IV-50 Francois Combes

Influence of study design and associated shrinkage on power of the tests used for covariate detection in population pharmacokinetics

F. Combes (1,2,3), S. Retout (2, 3), N. Frey (2) and F. Mentré (1)

(1) INSERM, UMR 738, Univ Paris Diderot, Sorbonne Paris cité, Paris, France; (2) Pharma Research and Early Development, Clinical Pharmacology, F. Hoffmann-La Roche ltd, Basel, Switzerland; (3) Institut Roche de Recherche et Médecine Translationnelle, Boulogne-Billancourt, France

Objectives: In 2009, Savic et al [1] showed that high shrinkage caused by poorly informative study designs can hide or induce correlation between estimated individual parameters (EBE) and covariates. That work did not explore the impact on the power of tests used for covariate detection. The present work investigates the impact of various designs, along with the associated shrinkages, on the power to detect the effect of a continuous covariate of i) the correlation test (CT) based on EBEs, ii) the likelihood ratio test (LRT).
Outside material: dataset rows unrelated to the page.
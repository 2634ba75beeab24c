use crate::cache::{QueryCache, QueryKey, QuerySnapshot};
use anyhow::Context as _;
use std::sync::Arc;
use taskhub_api::{
    ChangePasswordRequest, ClientAction, ClientEvent, HeaderSnapshot, ProfileUpdate,
    SelectionSource, UserProfile, WorkspaceSnapshot,
};
use taskhub_backend::UserProfileApi;
use taskhub_domain::{
    Action, Effect, HeaderState, RouteState, SelectionState, SelectionStoreService, Workspace,
    WorkspaceId,
};
use tokio::sync::{broadcast, mpsc, oneshot};

pub fn user_profile_key() -> QueryKey {
    QueryKey::new(["user"])
}

const PROFILE_FETCH_TOAST: &str = "Failed to load user data";

#[derive(Clone)]
pub struct EngineHandle {
    tx: mpsc::Sender<EngineCommand>,
}

impl EngineHandle {
    pub async fn header_snapshot(&self) -> anyhow::Result<HeaderSnapshot> {
        let (tx, rx) = oneshot::channel();
        self.tx
            .send(EngineCommand::GetHeaderSnapshot { reply: tx })
            .await
            .context("engine unavailable")?;
        rx.await.context("engine stopped")
    }

    pub async fn apply_client_action(&self, action: ClientAction) -> Result<u64, String> {
        let (tx, rx) = oneshot::channel();
        if self
            .tx
            .send(EngineCommand::ApplyClientAction { action, reply: tx })
            .await
            .is_err()
        {
            return Err("engine unavailable".to_owned());
        }
        rx.await.unwrap_or_else(|_| Err("engine stopped".to_owned()))
    }

    /// Current user profile, served from the cache when fresh. A transient
    /// fetch failure surfaces here and as a `Toast` event; previously known
    /// data stays visible through `peek_user_profile`.
    pub async fn user_profile(&self) -> Result<UserProfile, String> {
        let (tx, rx) = oneshot::channel();
        if self
            .tx
            .send(EngineCommand::GetUserProfile { reply: tx })
            .await
            .is_err()
        {
            return Err("engine unavailable".to_owned());
        }
        rx.await.unwrap_or_else(|_| Err("engine stopped".to_owned()))
    }

    pub async fn peek_user_profile(&self) -> QuerySnapshot<UserProfile> {
        let (tx, rx) = oneshot::channel();
        if self
            .tx
            .send(EngineCommand::PeekUserProfile { reply: tx })
            .await
            .is_err()
        {
            return QuerySnapshot::default();
        }
        rx.await.unwrap_or_default()
    }

    pub async fn update_user_profile(&self, update: ProfileUpdate) -> Result<UserProfile, String> {
        let (tx, rx) = oneshot::channel();
        if self
            .tx
            .send(EngineCommand::UpdateUserProfile { update, reply: tx })
            .await
            .is_err()
        {
            return Err("engine unavailable".to_owned());
        }
        rx.await.unwrap_or_else(|_| Err("engine stopped".to_owned()))
    }

    pub async fn change_password(&self, request: ChangePasswordRequest) -> Result<(), String> {
        let (tx, rx) = oneshot::channel();
        if self
            .tx
            .send(EngineCommand::ChangePassword { request, reply: tx })
            .await
            .is_err()
        {
            return Err("engine unavailable".to_owned());
        }
        rx.await.unwrap_or_else(|_| Err("engine stopped".to_owned()))
    }
}

pub enum EngineCommand {
    GetHeaderSnapshot {
        reply: oneshot::Sender<HeaderSnapshot>,
    },
    ApplyClientAction {
        action: ClientAction,
        reply: oneshot::Sender<Result<u64, String>>,
    },
    GetUserProfile {
        reply: oneshot::Sender<Result<UserProfile, String>>,
    },
    PeekUserProfile {
        reply: oneshot::Sender<QuerySnapshot<UserProfile>>,
    },
    UpdateUserProfile {
        update: ProfileUpdate,
        reply: oneshot::Sender<Result<UserProfile, String>>,
    },
    ChangePassword {
        request: ChangePasswordRequest,
        reply: oneshot::Sender<Result<(), String>>,
    },
    DispatchAction {
        action: Box<Action>,
    },
}

pub struct Engine {
    state: HeaderState,
    rev: u64,
    store: Arc<dyn SelectionStoreService>,
    api: Arc<dyn UserProfileApi>,
    profile: QueryCache<UserProfile>,
    events: broadcast::Sender<ClientEvent>,
    tx: mpsc::Sender<EngineCommand>,
}

impl Engine {
    pub fn start(
        store: Arc<dyn SelectionStoreService>,
        api: Arc<dyn UserProfileApi>,
        profile: QueryCache<UserProfile>,
        initial_url: &str,
    ) -> (EngineHandle, broadcast::Sender<ClientEvent>) {
        let (tx, mut rx) = mpsc::channel::<EngineCommand>(256);
        let (events, _) = broadcast::channel::<ClientEvent>(256);

        let mut engine = Self {
            state: HeaderState::new(),
            rev: 0,
            store,
            api,
            profile,
            events: events.clone(),
            tx: tx.clone(),
        };

        let initial_route = RouteState::parse(initial_url);
        tokio::spawn(async move {
            engine.bootstrap(initial_route);
            while let Some(cmd) = rx.recv().await {
                engine.handle(cmd);
            }
        });

        (EngineHandle { tx }, events)
    }

    fn bootstrap(&mut self, initial_route: RouteState) {
        self.apply_action(Action::RouteChanged {
            route: initial_route,
        });
        self.apply_action(Action::AppStarted);
    }

    fn handle(&mut self, cmd: EngineCommand) {
        match cmd {
            EngineCommand::GetHeaderSnapshot { reply } => {
                let _ = reply.send(self.header_snapshot());
            }
            EngineCommand::ApplyClientAction { action, reply } => {
                self.apply_action(map_client_action(action));
                let _ = reply.send(Ok(self.rev));
            }
            EngineCommand::GetUserProfile { reply } => {
                let cache = self.profile.clone();
                let api = self.api.clone();
                let events = self.events.clone();
                tokio::spawn(async move {
                    let result = cache
                        .fetch(user_profile_key(), move || api.fetch_profile())
                        .await;
                    if let Err(err) = &result {
                        tracing::warn!(error = %err, "user profile fetch failed");
                        let _ = events.send(ClientEvent::Toast {
                            message: PROFILE_FETCH_TOAST.to_owned(),
                        });
                    }
                    let _ = reply.send(result);
                });
            }
            EngineCommand::PeekUserProfile { reply } => {
                let cache = self.profile.clone();
                tokio::spawn(async move {
                    let _ = reply.send(cache.peek(user_profile_key()).await);
                });
            }
            EngineCommand::UpdateUserProfile { update, reply } => {
                let cache = self.profile.clone();
                let api = self.api.clone();
                tokio::spawn(async move {
                    let result = cache
                        .mutate(user_profile_key(), api.update_profile(update))
                        .await;
                    let _ = reply.send(result);
                });
            }
            EngineCommand::ChangePassword { request, reply } => {
                let api = self.api.clone();
                tokio::spawn(async move {
                    let _ = reply.send(api.change_password(request).await);
                });
            }
            EngineCommand::DispatchAction { action } => {
                self.apply_action(*action);
            }
        }
    }

    fn apply_action(&mut self, action: Action) {
        self.rev = self.rev.saturating_add(1);
        let effects = self.state.apply(action);
        self.publish_header_snapshot();

        for effect in effects {
            self.run_effect(effect);
        }
    }

    fn run_effect(&mut self, effect: Effect) {
        match effect {
            Effect::LoadPersistedSelection => {
                let store = self.store.clone();
                let tx = self.tx.clone();
                tokio::task::spawn_blocking(move || {
                    let action = match store.read_selection() {
                        Ok(raw) => Action::PersistedSelectionLoaded { raw },
                        Err(err) => {
                            tracing::warn!(error = %err, "failed to read persisted selection");
                            Action::PersistedSelectionLoadFailed { message: err }
                        }
                    };
                    let _ = tx.blocking_send(EngineCommand::DispatchAction {
                        action: Box::new(action),
                    });
                });
            }
            Effect::SelectionChanged { workspace } => {
                let _ = self.events.send(ClientEvent::WorkspaceSelected {
                    workspace: workspace_snapshot(&workspace),
                });
            }
            Effect::Navigate { target } => {
                let _ = self.events.send(ClientEvent::Navigate { target });
            }
        }
    }

    fn publish_header_snapshot(&self) {
        let _ = self.events.send(ClientEvent::HeaderChanged {
            rev: self.rev,
            header: Box::new(self.header_snapshot()),
        });
    }

    fn header_snapshot(&self) -> HeaderSnapshot {
        let selection_source = match &self.state.selection {
            SelectionState::Unresolved => SelectionSource::None,
            SelectionState::Persisted(_) => SelectionSource::Persisted,
            SelectionState::Explicit(_) => SelectionSource::Explicit,
        };
        HeaderSnapshot {
            rev: self.rev,
            workspaces: self.state.workspaces.iter().map(workspace_snapshot).collect(),
            selected_workspace: self.state.active_workspace().map(workspace_snapshot),
            selection_source,
            last_error: self.state.last_error.clone(),
        }
    }
}

fn workspace_snapshot(workspace: &Workspace) -> WorkspaceSnapshot {
    WorkspaceSnapshot {
        id: workspace.id.as_str().to_owned(),
        name: workspace.name.clone(),
        color: workspace.color.clone(),
    }
}

fn map_client_action(action: ClientAction) -> Action {
    match action {
        ClientAction::RouteChanged { url } => Action::RouteChanged {
            route: RouteState::parse(&url),
        },
        ClientAction::WorkspacesLoaded { workspaces } => Action::WorkspacesLoaded {
            workspaces: workspaces
                .into_iter()
                .map(|w| Workspace {
                    id: WorkspaceId::new(w.id),
                    name: w.name,
                    color: w.color,
                })
                .collect(),
        },
        ClientAction::SelectWorkspace { workspace_id } => Action::SelectWorkspace {
            workspace_id: WorkspaceId::new(workspace_id),
        },
        ClientAction::ClearError => Action::ClearError,
    }
}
Methods: A one compartment pharmacokinetic (PK) model with oral first-order absorption and a weight (WT) effect on volume (coded with a power function) was used for simulation. To obtain various level of shrinkage, different values of random effect variability (20 and 50%), of proportional residual error (30 and 40%), of β (0, 0.2, 0.5 and 1), as well as different number of PK samples per subject (2, 3 or 5), were combined. Each combination was simulated 1000 times with 500 subjects. Predicted shrinkage was computed using the approximation of the Bayesian information Matrix [2-3]. NONMEM 7.2 [4] with algorithms FOCEI and SAEM (followed by IMP for likelihood computation) was used to perform parameter estimation [5]. The type 1 error and the power of LRT and CT (from EBEs after each estimation) were computed as well as the observed shrinkage.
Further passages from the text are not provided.